* **Input material**
use std::sync::Arc;

use reqwest::{multipart::Form, Method, RequestBuilder, Response, StatusCode};
use secrecy::ExposeSecret;
use serde::{de::DeserializeOwned, Serialize};

use crate::{
    auth::session::SessionStore,
    config::Config,
    errors::{AppError, AppResult, ErrorBody},
    navigation::Navigator,
};

/// The one HTTP client every service talks through.
///
/// Requests carry the stored bearer token when there is one. A 401 on any
/// response ends the session and sends the host to the login screen before
/// the error reaches the caller.
pub struct ApiGateway {
    http: reqwest::Client,
    base_url: String,
    session: Arc<SessionStore>,
    navigator: Arc<dyn Navigator>,
    login_path: String,
}

impl ApiGateway {
    pub fn new(
        config: &Config,
        session: Arc<SessionStore>,
        navigator: Arc<dyn Navigator>,
    ) -> AppResult<Self> {
        let http = reqwest::Client::builder()
            .timeout(config.request_timeout())
            .build()
            .map_err(|e| AppError::Configuration(format!("Failed to build HTTP client: {}", e)))?;

        Ok(Self {
            http,
            base_url: config.base_url().to_string(),
            session,
            navigator,
            login_path: config.login_path.clone(),
        })
    }

    pub fn session(&self) -> &Arc<SessionStore> {
        &self.session
    }

    pub fn url(&self, path: &str) -> String {
        format!("{}{}", self.base_url, path)
    }

    fn request(&self, method: Method, path: &str) -> RequestBuilder {
        let builder = self.http.request(method, self.url(path));
        match self.session.token() {
            Some(token) => builder.bearer_auth(token.expose_secret()),
            None => builder,
        }
    }

    async fn execute(&self, builder: RequestBuilder) -> AppResult<Response> {
        let response = builder.send().await.map_err(|e| {
            log::error!("Request failed before a response arrived: {}", e);
            AppError::Transport(e.to_string())
        })?;

        let status = response.status();
        if status == StatusCode::UNAUTHORIZED {
            log::warn!(
                "{} answered 401; ending session",
                response.url().path()
            );
            self.session.clear();
            self.navigator.navigate(&self.login_path);
            return Err(AppError::AuthenticationFailure(
                "session is no longer valid".to_string(),
            ));
        }

        if !status.is_success() {
            let path = response.url().path().to_string();
            let body = response.text().await.unwrap_or_default();
            let message = upstream_message(status, body);
            log::warn!("{} answered {}: {}", path, status, message);
            return Err(AppError::UpstreamFailure {
                status: status.as_u16(),
                message,
            });
        }

        Ok(response)
    }

    async fn parse<T: DeserializeOwned>(response: Response) -> AppResult<T> {
        response
            .json::<T>()
            .await
            .map_err(|e| AppError::Transport(format!("Failed to parse response body: {}", e)))
    }

    pub async fn get_json<T: DeserializeOwned>(&self, path: &str) -> AppResult<T> {
        let response = self.execute(self.request(Method::GET, path)).await?;
        Self::parse(response).await
    }

    pub async fn post_json<B, T>(&self, path: &str, body: &B) -> AppResult<T>
    where
        B: Serialize + ?Sized,
        T: DeserializeOwned,
    {
        let response = self
            .execute(self.request(Method::POST, path).json(body))
            .await?;
        Self::parse(response).await
    }

    /// Sends a JSON body and ignores whatever the backend answers with.
    pub async fn send_json<B>(&self, method: Method, path: &str, body: &B) -> AppResult<()>
    where
        B: Serialize + ?Sized,
    {
        self.execute(self.request(method, path).json(body)).await?;
        Ok(())
    }

    pub async fn put_json<B>(&self, path: &str, body: &B) -> AppResult<()>
    where
        B: Serialize + ?Sized,
    {
        self.send_json(Method::PUT, path, body).await
    }

    pub async fn delete(&self, path: &str) -> AppResult<()> {
        self.execute(self.request(Method::DELETE, path)).await?;
        Ok(())
    }

    pub async fn post_multipart<T: DeserializeOwned>(&self, path: &str, form: Form) -> AppResult<T> {
        let response = self
            .execute(self.request(Method::POST, path).multipart(form))
            .await?;
        Self::parse(response).await
    }
}

fn upstream_message(status: StatusCode, body: String) -> String {
    if let Some(message) = serde_json::from_str::<ErrorBody>(&body)
        .ok()
        .and_then(ErrorBody::into_message)
    {
        return message;
    }
    if body.trim().is_empty() {
        status
            .canonical_reason()
            .unwrap_or("request failed")
            .to_string()
    } else {
        body
    }
}

#[cfg(test)]
mod tests {
    use super::*;
    use crate::{
        models::domain::user::{AuthUser, Role},
        navigation::MockNavigator,
        test_utils::tokens,
    };
    use chrono::{Duration, Utc};
    use mockall::predicate::eq;
    use serde_json::json;
    use wiremock::{
        matchers::{header, header_exists, method, path},
        Mock, MockServer, Request, ResponseTemplate,
    };

    fn config_for(server: &MockServer) -> Config {
        let mut config = Config::test_config();
        config.api_base_url = server.uri();
        config
    }

    fn signed_in_session() -> (Arc<SessionStore>, String) {
        let session = Arc::new(SessionStore::in_memory());
        let token = tokens::signed(Role::Student, "42", Utc::now() + Duration::hours(1));
        session
            .save(&token, &AuthUser::new("42", "ana", Role::Student))
            .unwrap();
        (session, token)
    }

    #[tokio::test]
    async fn test_bearer_token_attached_when_signed_in() {
        let server = MockServer::start().await;
        let (session, token) = signed_in_session();

        Mock::given(method("GET"))
            .and(path("/api/Course"))
            .and(header("authorization", format!("Bearer {}", token).as_str()))
            .respond_with(ResponseTemplate::new(200).set_body_json(json!([])))
            .expect(1)
            .mount(&server)
            .await;

        let gateway =
            ApiGateway::new(&config_for(&server), session, Arc::new(MockNavigator::new())).unwrap();
        let courses: Vec<serde_json::Value> = gateway.get_json("/api/Course").await.unwrap();
        assert!(courses.is_empty());
    }

    #[tokio::test]
    async fn test_no_token_sends_unauthenticated_request() {
        let server = MockServer::start().await;

        Mock::given(method("GET"))
            .and(path("/api/Course"))
            .and(header_exists("authorization"))
            .respond_with(ResponseTemplate::new(500))
            .mount(&server)
            .await;
        Mock::given(method("GET"))
            .and(path("/api/Course"))
            .respond_with(ResponseTemplate::new(200).set_body_json(json!([])))
            .mount(&server)
            .await;

        let gateway = ApiGateway::new(
            &config_for(&server),
            Arc::new(SessionStore::in_memory()),
            Arc::new(MockNavigator::new()),
        )
        .unwrap();

        let courses: Vec<serde_json::Value> = gateway.get_json("/api/Course").await.unwrap();
        assert!(courses.is_empty());

        let requests: Vec<Request> = server.received_requests().await.unwrap();
        assert!(requests[0].headers.get("authorization").is_none());
    }

    #[tokio::test]
    async fn test_unauthorized_tears_down_session_and_redirects() {
        let server = MockServer::start().await;
        let (session, _) = signed_in_session();

        Mock::given(method("DELETE"))
            .and(path("/api/Course/5"))
            .respond_with(ResponseTemplate::new(401))
            .mount(&server)
            .await;

        let mut navigator = MockNavigator::new();
        navigator
            .expect_navigate()
            .with(eq("/login"))
            .times(1)
            .return_const(());

        let gateway =
            ApiGateway::new(&config_for(&server), session.clone(), Arc::new(navigator)).unwrap();

        let err = gateway.delete("/api/Course/5").await.unwrap_err();
        assert!(matches!(err, AppError::AuthenticationFailure(_)));
        assert_eq!(session.current_role(), None);
        assert!(session.token().is_none());
    }

    #[tokio::test]
    async fn test_other_errors_pass_through_with_message() {
        let server = MockServer::start().await;
        let (session, _) = signed_in_session();

        Mock::given(method("POST"))
            .and(path("/api/Course"))
            .respond_with(
                ResponseTemplate::new(400).set_body_json(json!({ "message": "Title already used" })),
            )
            .mount(&server)
            .await;

        let gateway =
            ApiGateway::new(&config_for(&server), session.clone(), Arc::new(MockNavigator::new()))
                .unwrap();

        let err = gateway
            .send_json(Method::POST, "/api/Course", &json!({ "title": "x" }))
            .await
            .unwrap_err();
        match err {
            AppError::UpstreamFailure { status, message } => {
                assert_eq!(status, 400);
                assert_eq!(message, "Title already used");
            }
            other => panic!("expected upstream failure, got {:?}", other),
        }
        // Non-401 failures leave the session alone.
        assert_eq!(session.current_role(), Some(Role::Student));
    }

    #[test]
    fn test_upstream_message_fallbacks() {
        assert_eq!(
            upstream_message(StatusCode::NOT_FOUND, String::new()),
            "Not Found"
        );
        assert_eq!(
            upstream_message(StatusCode::BAD_GATEWAY, "upstream down".to_string()),
            "upstream down"
        );
        assert_eq!(
            upstream_message(StatusCode::BAD_REQUEST, r#"{"error":"Invalid file"}"#.to_string()),
            "Invalid file"
        );
    }
}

* **Work order**
Scan the material above. Copy each line that holds the word "authorization".

* **Solution to the exercise**
            .and(header("authorization", format!("Bearer {}", token).as_str()))
            .and(header_exists("authorization"))
        assert!(requests[0].headers.get("authorization").is_none());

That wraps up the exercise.